Last week I met Stephen in a township close to Monrovia, the capital of Ebola-affected Liberia. With a shell-shocked expression, surrounded by the 13 orphaned children he is now responsible for, he told us how he survived the disease, but lost his partner, several family members and his job.

I spent a week travelling through Liberia and Sierra Leone, where I saw three dimensions of the Ebola epidemic; each very different but equally part of the picture today.

The first is one of real success in containing the outbreak. After a slow start, the combination of government action, international support and local activism is bringing numbers of new infections down.

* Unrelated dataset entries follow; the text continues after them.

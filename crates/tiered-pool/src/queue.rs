//! Bounded, non-blocking idle queue.
//!
//! Each pool tier is an [`IdleQueue`]. Both operations are a single
//! compare-and-swap on a lock-free ring buffer and fail immediately instead
//! of waiting: a push into a full queue hands the value back, a pop from an
//! empty queue returns `None`. Concurrent pushers and poppers never
//! serialize on a shared lock.

use crossbeam_queue::ArrayQueue;

/// A fixed-capacity idle-resource holding area.
///
/// Capacity zero is allowed. Such a queue is permanently full and empty,
/// which is what the overflow tier looks like when `min_idle == max_idle`.
pub struct IdleQueue<T> {
    slots: Option<ArrayQueue<T>>,
}

impl<T> IdleQueue<T> {
    /// Create a queue holding at most `capacity` items.
    pub fn new(capacity: usize) -> Self {
        // ArrayQueue rejects a zero capacity.
        let slots = (capacity > 0).then(|| ArrayQueue::new(capacity));
        Self { slots }
    }

    /// Insert `item`, or return it if the queue is full.
    pub fn try_push(&self, item: T) -> Result<(), T> {
        match &self.slots {
            Some(slots) => slots.push(item),
            None => Err(item),
        }
    }

    /// Remove an item, or return `None` if the queue is empty.
    pub fn try_pop(&self) -> Option<T> {
        self.slots.as_ref().and_then(ArrayQueue::pop)
    }

    /// Number of items currently held.
    pub fn len(&self) -> usize {
        self.slots.as_ref().map_or(0, ArrayQueue::len)
    }

    /// Whether the queue holds nothing.
    pub fn is_empty(&self) -> bool {
        self.len() == 0
    }

    /// Whether a push would fail right now.
    pub fn is_full(&self) -> bool {
        self.slots.as_ref().is_none_or(ArrayQueue::is_full)
    }

    /// Maximum number of items the queue can hold.
    pub fn capacity(&self) -> usize {
        self.slots.as_ref().map_or(0, ArrayQueue::capacity)
    }

    /// Pop every item currently held.
    ///
    /// Items pushed concurrently may or may not be included.
    pub fn drain(&self) -> impl Iterator<Item = T> + '_ {
        std::iter::from_fn(move || self.try_pop())
    }
}

impl<T> std::fmt::Debug for IdleQueue<T> {
    fn fmt(&self, f: &mut std::fmt::Formatter<'_>) -> std::fmt::Result {
        f.debug_struct("IdleQueue")
            .field("len", &self.len())
            .field("capacity", &self.capacity())
            .finish()
    }
}

#[cfg(test)]
#[allow(clippy::unwrap_used)]
mod tests {
    use super::*;
    use std::sync::Arc;

    #[test]
    fn test_push_until_full() {
        let queue = IdleQueue::new(2);
        assert!(queue.is_empty());
        assert_eq!(queue.capacity(), 2);

        queue.try_push(1).unwrap();
        queue.try_push(2).unwrap();
        assert!(queue.is_full());
        assert_eq!(queue.try_push(3), Err(3));
        assert_eq!(queue.len(), 2);
    }

    #[test]
    fn test_pop_empty() {
        let queue: IdleQueue<u8> = IdleQueue::new(4);
        assert_eq!(queue.try_pop(), None);
    }

    #[test]
    fn test_zero_capacity() {
        let queue = IdleQueue::new(0);
        assert!(queue.is_full());
        assert!(queue.is_empty());
        assert_eq!(queue.capacity(), 0);
        assert_eq!(queue.try_push("x"), Err("x"));
        assert_eq!(queue.try_pop(), None);
    }

    #[test]
    fn test_drain() {
        let queue = IdleQueue::new(3);
        for i in 0..3 {
            queue.try_push(i).unwrap();
        }

        let mut drained: Vec<_> = queue.drain().collect();
        drained.sort_unstable();
        assert_eq!(drained, vec![0, 1, 2]);
        assert!(queue.is_empty());
    }

    #[test]
    fn test_concurrent_push_never_exceeds_capacity() {
        let queue = Arc::new(IdleQueue::new(8));
        let handles: Vec<_> = (0..4)
            .map(|t| {
                let queue = queue.clone();
                std::thread::spawn(move || {
                    (0..100)
                        .filter(|i| queue.try_push(t * 100 + i).is_ok())
                        .count()
                })
            })
            .collect();

        let accepted: usize = handles.into_iter().map(|h| h.join().unwrap()).sum();
        assert_eq!(accepted, 8);
        assert_eq!(queue.len(), 8);
    }
}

In Liberia new infections are now so few that every member of the government and humanitarian community knows about each case. In Sierra Leone new cases continue to be seen, but newly opened assessment and treatment centres are making an impact and the numbers of new cases are falling.

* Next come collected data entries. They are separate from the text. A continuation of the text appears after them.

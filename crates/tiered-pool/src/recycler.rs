//! Background compaction of the overflow tier.
//!
//! Under load, released resources spill from the primary tier into the
//! overflow tier. Once the load is gone those extra residents are dead
//! weight, so a background task periodically drains the overflow tier:
//! each resident moves into the primary tier if there is room and is
//! destroyed otherwise. Repeated idle passes converge the overflow tier to
//! empty and the pool to its `min_idle` footprint.
//!
//! The task only holds a [`Weak`] reference to the pool. It exits when the
//! pool is closed, when the stop signal fires, or when the last pool handle
//! has been dropped.

use std::sync::{Arc, Weak};
use std::time::Duration;

use tokio::runtime::Handle;
use tokio::sync::Notify;
use tokio::task::JoinHandle;
use tokio::time::{Instant, MissedTickBehavior};

use crate::pool::PoolInner;

/// Owner side of a running recycler task.
#[derive(Debug)]
pub(crate) struct RecyclerHandle {
    stop: Arc<Notify>,
    task: JoinHandle<()>,
}

impl RecyclerHandle {
    /// Spawn the recycler for `pool` on `runtime`.
    pub(crate) fn spawn<T, E>(
        runtime: &Handle,
        pool: Weak<PoolInner<T, E>>,
        period: Duration,
    ) -> Self
    where
        T: Send + 'static,
        E: 'static,
    {
        let stop = Arc::new(Notify::new());
        let task = runtime.spawn(run(pool, stop.clone(), period));
        tracing::debug!(period = ?period, "recycler started");
        Self { stop, task }
    }

    /// Ask the task to exit at its next wakeup.
    ///
    /// The signal is latched, so it is not lost if the task is in the middle
    /// of a pass.
    pub(crate) fn stop(&self) {
        self.stop.notify_one();
    }

    /// Stop the task and wait until it has exited.
    pub(crate) async fn shutdown(self) {
        self.stop();
        if let Err(e) = self.task.await {
            if e.is_panic() {
                tracing::error!("recycler task panicked");
            }
        }
    }

    /// Stop the task without waiting for it.
    pub(crate) fn abort(self) {
        self.stop();
        self.task.abort();
    }
}

async fn run<T, E>(pool: Weak<PoolInner<T, E>>, stop: Arc<Notify>, period: Duration)
where
    T: Send + 'static,
    E: 'static,
{
    let mut ticker = tokio::time::interval_at(Instant::now() + period, period);
    ticker.set_missed_tick_behavior(MissedTickBehavior::Delay);

    loop {
        tokio::select! {
            biased;
            () = stop.notified() => break,
            _ = ticker.tick() => {}
        }

        // Upgrade only for the duration of a pass.
        let Some(pool) = pool.upgrade() else {
            break;
        };
        if pool.is_closed() {
            break;
        }
        pool.recycle_pass();
    }

    tracing::debug!("recycler stopped");
}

Eliminating new cases entirely is a challenge but let's give credit where it is due. Rapid progress is being made.

Alongside the excellent medical work of many organisations, much of the credit is due to thousands of newly trained health volunteers. They go door-to-door looking for people who may be infected, helping to trace others who may be at risk and ensuring everyone gets the right treatment.

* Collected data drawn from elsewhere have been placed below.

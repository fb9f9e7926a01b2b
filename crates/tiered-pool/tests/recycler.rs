//! Overflow-tier compaction tests.
//!
//! Background passes are driven with Tokio's paused clock so the tests do
//! not wait for real time to pass.

#![allow(clippy::unwrap_used, clippy::expect_used)]

mod common;

use std::time::Duration;

use common::Harness;

const INTERVAL: Duration = Duration::from_secs(60);

/// Fill the pool so primary is full and overflow holds `overflow` resources.
async fn fill(h: &Harness, primary: usize, overflow: usize) {
    let resources = h.checkout(primary + overflow).await;
    h.release_all(resources);
    let status = h.pool.status();
    assert_eq!(status.primary_idle, primary);
    assert_eq!(status.overflow_idle, overflow);
}

// =============================================================================
// Manual passes
// =============================================================================

#[tokio::test]
async fn test_pass_destroys_overflow_when_primary_full() {
    let h = Harness::new(2, 5);
    fill(&h, 2, 3).await;

    let processed = h.pool.recycle();

    assert_eq!(processed, 3);
    let status = h.pool.status();
    assert_eq!(status.primary_idle, 2);
    assert_eq!(status.overflow_idle, 0);

    let mut destroyed = h.destroyed();
    destroyed.sort();
    assert_eq!(destroyed, vec!["r3", "r4", "r5"]);
}

#[tokio::test]
async fn test_pass_moves_overflow_into_free_primary_slots() {
    let h = Harness::new(3, 6);
    fill(&h, 3, 3).await;

    // Free two primary slots: acquire takes from primary first.
    let held = h.checkout(2).await;
    assert_eq!(h.pool.status().primary_idle, 1);

    h.pool.recycle();

    // min(overflow=3, free primary=2) moved, remainder destroyed.
    let status = h.pool.status();
    assert_eq!(status.primary_idle, 3);
    assert_eq!(status.overflow_idle, 0);
    assert_eq!(h.destroyed().len(), 1);
    assert_eq!(h.pool.metrics().recycled, 2);

    drop(held);
}

#[tokio::test]
async fn test_pass_on_empty_overflow_is_noop() {
    let h = Harness::new(2, 4);
    fill(&h, 2, 0).await;

    assert_eq!(h.pool.recycle(), 0);
    assert_eq!(h.pool.status().primary_idle, 2);
    assert!(h.destroyed().is_empty());
}

#[tokio::test]
async fn test_pass_on_uninitialized_pool() {
    let h = Harness::new(2, 4);

    assert_eq!(h.pool.recycle(), 0);
    assert!(!h.pool.is_initialized());
}

#[tokio::test]
async fn test_repeated_passes_converge_to_min_footprint() {
    let h = Harness::new(2, 6);
    fill(&h, 2, 4).await;

    for _ in 0..3 {
        h.pool.recycle();
    }

    let status = h.pool.status();
    assert_eq!(status.overflow_idle, 0);
    assert_eq!(status.idle(), status.min_idle);
}

// =============================================================================
// Background task
// =============================================================================

#[tokio::test(start_paused = true)]
async fn test_background_pass_runs_each_interval() {
    let h = Harness::with_interval(1, 4, INTERVAL);
    fill(&h, 1, 3).await;

    // Nothing happens before the first period elapses.
    tokio::time::sleep(INTERVAL / 2).await;
    assert_eq!(h.pool.status().overflow_idle, 3);

    tokio::time::sleep(INTERVAL).await;
    tokio::task::yield_now().await;

    let status = h.pool.status();
    assert_eq!(status.primary_idle, 1);
    assert_eq!(status.overflow_idle, 0);
    assert_eq!(h.destroyed().len(), 3);
}

#[tokio::test(start_paused = true)]
async fn test_background_pass_refills_primary() {
    let h = Harness::with_interval(2, 4, INTERVAL);
    fill(&h, 2, 2).await;
    let held = h.checkout(2).await;
    assert_eq!(h.pool.status().primary_idle, 0);

    tokio::time::sleep(INTERVAL + Duration::from_secs(1)).await;
    tokio::task::yield_now().await;

    let status = h.pool.status();
    assert_eq!(status.primary_idle, 2);
    assert_eq!(status.overflow_idle, 0);
    assert!(h.destroyed().is_empty());

    h.release_all(held);
}

#[tokio::test(start_paused = true)]
async fn test_recycler_stops_after_close() {
    let h = Harness::with_interval(1, 3, INTERVAL);
    fill(&h, 1, 2).await;

    h.pool.close().await;
    let destroyed_at_close = h.destroyed().len();
    assert_eq!(destroyed_at_close, 3);

    tokio::time::sleep(INTERVAL * 3).await;
    tokio::task::yield_now().await;

    assert_eq!(h.destroyed().len(), destroyed_at_close);
    assert_eq!(h.pool.metrics().destroyed, 3);
}

#[tokio::test(start_paused = true)]
async fn test_recycler_does_not_keep_pool_alive() {
    let h = Harness::with_interval(1, 3, INTERVAL);
    fill(&h, 1, 2).await;
    let graveyard = h.graveyard();

    drop(h);
    assert_eq!(graveyard.lock().len(), 3);

    tokio::time::sleep(INTERVAL * 2).await;
    tokio::task::yield_now().await;
    assert_eq!(graveyard.lock().len(), 3);
}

Supported by Oxfam and others, in partnership with community leaders and health services, these local heroes have succeeded in changing behaviour in their communities. They explain the importance of hand-washing and how going to treatment centres quickly saves lives. And they address the sensitive issue of avoiding traditional burial rituals that involve touching the highly infectious bodies of Ebola victims.

The second is that small pockets of disease remain and, without the right measures, it could still very easily spread. After several days of no new cases in Liberia for example, an individual has just tested positive, meaning his extended family are now on Ebola-watch.

Visiting a previously safe village in Sierra Leone last week, I saw someone being taken away in an ambulance for emergency assessment, and was told that several villagers had recently died or are suspected of having Ebola.

The third is the suffering, bravery and stoicism of the people most directly affected. In Sierra Leone, I met Mohammed and his family, who have been confined at home in quarantine for over two months. 14 family members have now died of Ebola. Finda survived Ebola, but lost a child, her husband and two siblings. With no means of support, she is now the carer for all their remaining children.

Edwin, a medical officer in a small clinic close to Freetown, lost six colleagues in the early days of the epidemic, and is now back at work helping to treat new cases. Oxfam has built a new wing so that patients suspected of having Ebola can be checked in safe isolation.

It's clear that when the outbreak is finally beaten, major challenges remain for people like Stephen and Mohamed, Edwin and Finda. The three West African countries hit by the crisis will still be desperately poor, with weak health and education services and limited opportunities.

That's why Oxfam is calling for a multi-million dollar post-Ebola 'Marshall Plan' to put these countries back on their feet. That means a recovery package to ensure desperate people get cash in their hands now to feed their families, good jobs to secure their long-term survival and decent health, education and other essential services to stop similar outbreaks. Ebola is beatable if we work together.